Saved data entries:
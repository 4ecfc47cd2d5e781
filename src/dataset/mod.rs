// Dataset loading: source resolution, fetch with retries, and the raw-document cache

pub mod cache;
pub mod fetcher;
pub mod models;

pub use cache::{Cache, FileCache, MemoryCache, CACHE_KEY};
pub use fetcher::{Fetcher, RetryPolicy};
pub use models::{Dataset, Ingredient, Quantity, Recipe};

use crate::config::{CacheKind, Settings};
use crate::error::{Error, Result};
use std::fmt;
use std::path::PathBuf;
use std::sync::Arc;
use tracing::{info, warn};
use url::Url;

/// Where the dataset document comes from
#[derive(Debug, Clone, PartialEq, Eq)]
pub enum DataSource {
    Http(Url),
    File(PathBuf),
}

impl DataSource {
    /// http(s) URLs are fetched over the network, anything without a scheme is a local path
    pub fn parse(location: &str) -> Result<Self> {
        match Url::parse(location) {
            Ok(url) => match url.scheme() {
                "http" | "https" => Ok(DataSource::Http(url)),
                "file" => url
                    .to_file_path()
                    .map(DataSource::File)
                    .map_err(|_| Error::Validation(format!("Invalid file URL: {location}"))),
                // Windows drive letters parse as a one-letter scheme
                scheme if scheme.len() == 1 => Ok(DataSource::File(PathBuf::from(location))),
                scheme => Err(Error::Validation(format!(
                    "Dataset source must use http, https or file scheme, got {scheme}"
                ))),
            },
            Err(url::ParseError::RelativeUrlWithoutBase) => {
                Ok(DataSource::File(PathBuf::from(location)))
            }
            Err(e) => Err(Error::InvalidUrl(e)),
        }
    }
}

/// Copy of `url` without user name or password, for logs and error messages
pub(crate) fn redact_url(url: &Url) -> Url {
    let mut shown = url.clone();
    if shown.password().is_some() || !shown.username().is_empty() {
        let _ = shown.set_username("");
        let _ = shown.set_password(None);
    }
    shown
}

impl fmt::Display for DataSource {
    fn fmt(&self, f: &mut fmt::Formatter<'_>) -> fmt::Result {
        match self {
            DataSource::Http(url) => write!(f, "{}", redact_url(url)),
            DataSource::File(path) => write!(f, "{}", path.display()),
        }
    }
}

/// Holds the dataset once loaded; loading goes through the cache first
pub struct DatasetStore<C: Cache> {
    source: DataSource,
    fetcher: Fetcher,
    cache: C,
    dataset: Option<Arc<Dataset>>,
}

impl DatasetStore<Box<dyn Cache + Send>> {
    /// Build a store from settings, picking the configured cache backend
    pub fn from_settings(settings: &Settings) -> Result<Self> {
        let source = DataSource::parse(&settings.source.location)?;
        let fetcher = Fetcher::new(
            settings.fetch.user_agent.clone(),
            settings.fetch.timeout(),
            settings.fetch.retry_policy(),
        )?;
        let cache: Box<dyn Cache + Send> = match settings.cache.kind {
            CacheKind::File => Box::new(FileCache::new(&settings.cache.dir)),
            CacheKind::Memory => Box::new(MemoryCache::new()),
        };
        Ok(DatasetStore::new(source, fetcher, cache))
    }
}

impl<C: Cache> DatasetStore<C> {
    pub fn new(source: DataSource, fetcher: Fetcher, cache: C) -> Self {
        Self {
            source,
            fetcher,
            cache,
            dataset: None,
        }
    }

    pub fn source(&self) -> &DataSource {
        &self.source
    }

    pub fn cache(&self) -> &C {
        &self.cache
    }

    /// Loaded dataset, if `load` already succeeded
    pub fn dataset(&self) -> Option<Arc<Dataset>> {
        self.dataset.clone()
    }

    /// Load the dataset from the cache, or fetch and cache it.
    /// Repeated calls return the same dataset without touching the cache.
    pub async fn load(&mut self) -> Result<Arc<Dataset>> {
        if let Some(dataset) = &self.dataset {
            return Ok(dataset.clone());
        }

        let dataset = self.read_or_fetch().await.inspect_err(|e| {
            warn!("Dataset load failed: {}", e.log_safe());
        })?;

        let dataset = Arc::new(dataset);
        self.dataset = Some(dataset.clone());
        Ok(dataset)
    }

    async fn read_or_fetch(&mut self) -> Result<Dataset> {
        match self.cache.get(CACHE_KEY)? {
            Some(raw) => {
                let dataset = Dataset::from_json(&raw)?;
                info!("Loaded {} recipes from cache", dataset.len());
                Ok(dataset)
            }
            None => {
                let raw = self.fetcher.fetch(&self.source).await?;
                let dataset = Dataset::from_json(&raw)?;
                self.cache.set(CACHE_KEY, &raw)?;
                info!("Fetched {} recipes from {}", dataset.len(), self.source);
                Ok(dataset)
            }
        }
    }

    /// Forget the loaded dataset and drop the cache entry
    pub fn invalidate(&mut self) -> Result<()> {
        self.dataset = None;
        self.cache.remove(CACHE_KEY)
    }
}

YOUR TASK » Retype the entries above exactly, but only from the line containing "let mut shown = url.clone();" through the line containing "fn fmt(&self, f: &mut", both included.

ANSWER BOX »
    let mut shown = url.clone();
    if shown.password().is_some() || !shown.username().is_empty() {
        let _ = shown.set_username("");
        let _ = shown.set_password(None);
    }
    shown
}

impl fmt::Display for DataSource {
    fn fmt(&self, f: &mut fmt::Formatter<'_>) -> fmt::Result {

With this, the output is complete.